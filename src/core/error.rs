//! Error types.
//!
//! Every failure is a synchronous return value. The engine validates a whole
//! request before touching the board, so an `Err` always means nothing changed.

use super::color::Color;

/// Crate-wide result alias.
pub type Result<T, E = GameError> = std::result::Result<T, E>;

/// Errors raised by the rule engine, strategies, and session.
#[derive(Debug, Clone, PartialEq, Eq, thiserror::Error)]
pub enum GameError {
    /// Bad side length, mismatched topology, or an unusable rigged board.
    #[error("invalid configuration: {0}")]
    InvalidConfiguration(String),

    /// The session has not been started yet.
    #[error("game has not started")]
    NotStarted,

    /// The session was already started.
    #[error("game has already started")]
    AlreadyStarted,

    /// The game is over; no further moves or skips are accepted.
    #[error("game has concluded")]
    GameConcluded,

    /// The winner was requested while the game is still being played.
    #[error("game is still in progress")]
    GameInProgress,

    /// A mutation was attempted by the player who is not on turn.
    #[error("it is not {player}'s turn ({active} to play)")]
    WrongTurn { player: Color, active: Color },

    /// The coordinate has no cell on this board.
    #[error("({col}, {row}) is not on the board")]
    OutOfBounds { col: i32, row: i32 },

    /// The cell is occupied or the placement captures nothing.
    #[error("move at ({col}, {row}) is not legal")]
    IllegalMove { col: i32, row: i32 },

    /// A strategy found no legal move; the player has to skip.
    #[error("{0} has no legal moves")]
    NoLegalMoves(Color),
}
..............................
For the entries above, please state how many lines contain the string "GameError"; give the number and nothing else.

Written solution —
2